■ **Assignment**
The data are to be restated in full, exactly as presented.

=== Begin Enclosure ===

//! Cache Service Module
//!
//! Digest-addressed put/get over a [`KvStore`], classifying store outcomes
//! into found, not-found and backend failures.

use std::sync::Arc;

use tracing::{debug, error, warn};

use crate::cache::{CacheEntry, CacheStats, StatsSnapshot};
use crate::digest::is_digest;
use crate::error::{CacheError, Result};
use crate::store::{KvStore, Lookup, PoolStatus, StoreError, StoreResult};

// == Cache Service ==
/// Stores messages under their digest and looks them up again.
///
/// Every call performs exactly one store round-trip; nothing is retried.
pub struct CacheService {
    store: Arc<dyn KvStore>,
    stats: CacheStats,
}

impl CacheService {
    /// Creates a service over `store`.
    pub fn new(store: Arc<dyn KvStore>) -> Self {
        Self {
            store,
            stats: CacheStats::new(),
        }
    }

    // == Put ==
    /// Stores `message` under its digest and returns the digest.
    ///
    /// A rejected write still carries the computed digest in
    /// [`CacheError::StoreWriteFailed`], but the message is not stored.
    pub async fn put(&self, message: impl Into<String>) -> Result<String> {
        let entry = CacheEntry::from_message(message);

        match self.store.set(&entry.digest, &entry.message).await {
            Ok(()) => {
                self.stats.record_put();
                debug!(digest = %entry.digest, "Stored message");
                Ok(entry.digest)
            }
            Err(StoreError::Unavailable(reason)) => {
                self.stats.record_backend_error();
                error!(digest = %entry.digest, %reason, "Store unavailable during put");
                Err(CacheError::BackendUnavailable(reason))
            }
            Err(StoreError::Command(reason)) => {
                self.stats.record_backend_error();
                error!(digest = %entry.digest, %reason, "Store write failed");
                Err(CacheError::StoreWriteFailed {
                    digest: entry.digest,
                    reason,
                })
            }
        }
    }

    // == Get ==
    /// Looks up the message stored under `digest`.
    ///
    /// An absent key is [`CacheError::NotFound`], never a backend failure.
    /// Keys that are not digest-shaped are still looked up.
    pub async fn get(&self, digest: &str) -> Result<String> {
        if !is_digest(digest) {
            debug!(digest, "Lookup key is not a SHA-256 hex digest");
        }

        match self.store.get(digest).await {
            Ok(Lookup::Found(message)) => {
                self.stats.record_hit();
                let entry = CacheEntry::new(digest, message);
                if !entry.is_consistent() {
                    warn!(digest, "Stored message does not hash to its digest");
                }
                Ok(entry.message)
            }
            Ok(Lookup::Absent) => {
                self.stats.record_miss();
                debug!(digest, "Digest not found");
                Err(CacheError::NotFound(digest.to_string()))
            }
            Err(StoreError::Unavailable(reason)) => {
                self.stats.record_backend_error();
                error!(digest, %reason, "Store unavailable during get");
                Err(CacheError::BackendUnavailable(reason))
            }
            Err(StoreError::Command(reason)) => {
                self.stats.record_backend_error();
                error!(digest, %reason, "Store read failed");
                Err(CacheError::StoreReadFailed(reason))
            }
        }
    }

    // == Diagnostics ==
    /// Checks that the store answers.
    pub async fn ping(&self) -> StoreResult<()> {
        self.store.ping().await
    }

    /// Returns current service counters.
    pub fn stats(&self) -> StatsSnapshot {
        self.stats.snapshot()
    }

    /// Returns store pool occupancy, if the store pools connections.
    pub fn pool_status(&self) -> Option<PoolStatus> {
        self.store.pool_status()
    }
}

=== End Enclosure ===

■ **Answer box**
//! Cache Service Module
//!
//! Digest-addressed put/get over a [`KvStore`], classifying store outcomes
//! into found, not-found and backend failures.

use std::sync::Arc;

use tracing::{debug, error, warn};

use crate::cache::{CacheEntry, CacheStats, StatsSnapshot};
use crate::digest::is_digest;
use crate::error::{CacheError, Result};
use crate::store::{KvStore, Lookup, PoolStatus, StoreError, StoreResult};

// == Cache Service ==
/// Stores messages under their digest and looks them up again.
///
/// Every call performs exactly one store round-trip; nothing is retried.
pub struct CacheService {
    store: Arc<dyn KvStore>,
    stats: CacheStats,
}

impl CacheService {
    /// Creates a service over `store`.
    pub fn new(store: Arc<dyn KvStore>) -> Self {
        Self {
            store,
            stats: CacheStats::new(),
        }
    }

    // == Put ==
    /// Stores `message` under its digest and returns the digest.
    ///
    /// A rejected write still carries the computed digest in
    /// [`CacheError::StoreWriteFailed`], but the message is not stored.
    pub async fn put(&self, message: impl Into<String>) -> Result<String> {
        let entry = CacheEntry::from_message(message);

        match self.store.set(&entry.digest, &entry.message).await {
            Ok(()) => {
                self.stats.record_put();
                debug!(digest = %entry.digest, "Stored message");
                Ok(entry.digest)
            }
            Err(StoreError::Unavailable(reason)) => {
                self.stats.record_backend_error();
                error!(digest = %entry.digest, %reason, "Store unavailable during put");
                Err(CacheError::BackendUnavailable(reason))
            }
            Err(StoreError::Command(reason)) => {
                self.stats.record_backend_error();
                error!(digest = %entry.digest, %reason, "Store write failed");
                Err(CacheError::StoreWriteFailed {
                    digest: entry.digest,
                    reason,
                })
            }
        }
    }

    // == Get ==
    /// Looks up the message stored under `digest`.
    ///
    /// An absent key is [`CacheError::NotFound`], never a backend failure.
    /// Keys that are not digest-shaped are still looked up.
    pub async fn get(&self, digest: &str) -> Result<String> {
        if !is_digest(digest) {
            debug!(digest, "Lookup key is not a SHA-256 hex digest");
        }

        match self.store.get(digest).await {
            Ok(Lookup::Found(message)) => {
                self.stats.record_hit();
                let entry = CacheEntry::new(digest, message);
                if !entry.is_consistent() {
                    warn!(digest, "Stored message does not hash to its digest");
                }
                Ok(entry.message)
            }
            Ok(Lookup::Absent) => {
                self.stats.record_miss();
                debug!(digest, "Digest not found");
                Err(CacheError::NotFound(digest.to_string()))
            }
            Err(StoreError::Unavailable(reason)) => {
                self.stats.record_backend_error();
                error!(digest, %reason, "Store unavailable during get");
                Err(CacheError::BackendUnavailable(reason))
            }
            Err(StoreError::Command(reason)) => {
                self.stats.record_backend_error();
                error!(digest, %reason, "Store read failed");
                Err(CacheError::StoreReadFailed(reason))
            }
        }
    }

    // == Diagnostics ==
    /// Checks that the store answers.
    pub async fn ping(&self) -> StoreResult<()> {
        self.store.ping().await
    }

    /// Returns current service counters.
    pub fn stats(&self) -> StatsSnapshot {
        self.stats.snapshot()
    }

    /// Returns store pool occupancy, if the store pools connections.
    pub fn pool_status(&self) -> Option<PoolStatus> {
        self.store.pool_status()
    }
}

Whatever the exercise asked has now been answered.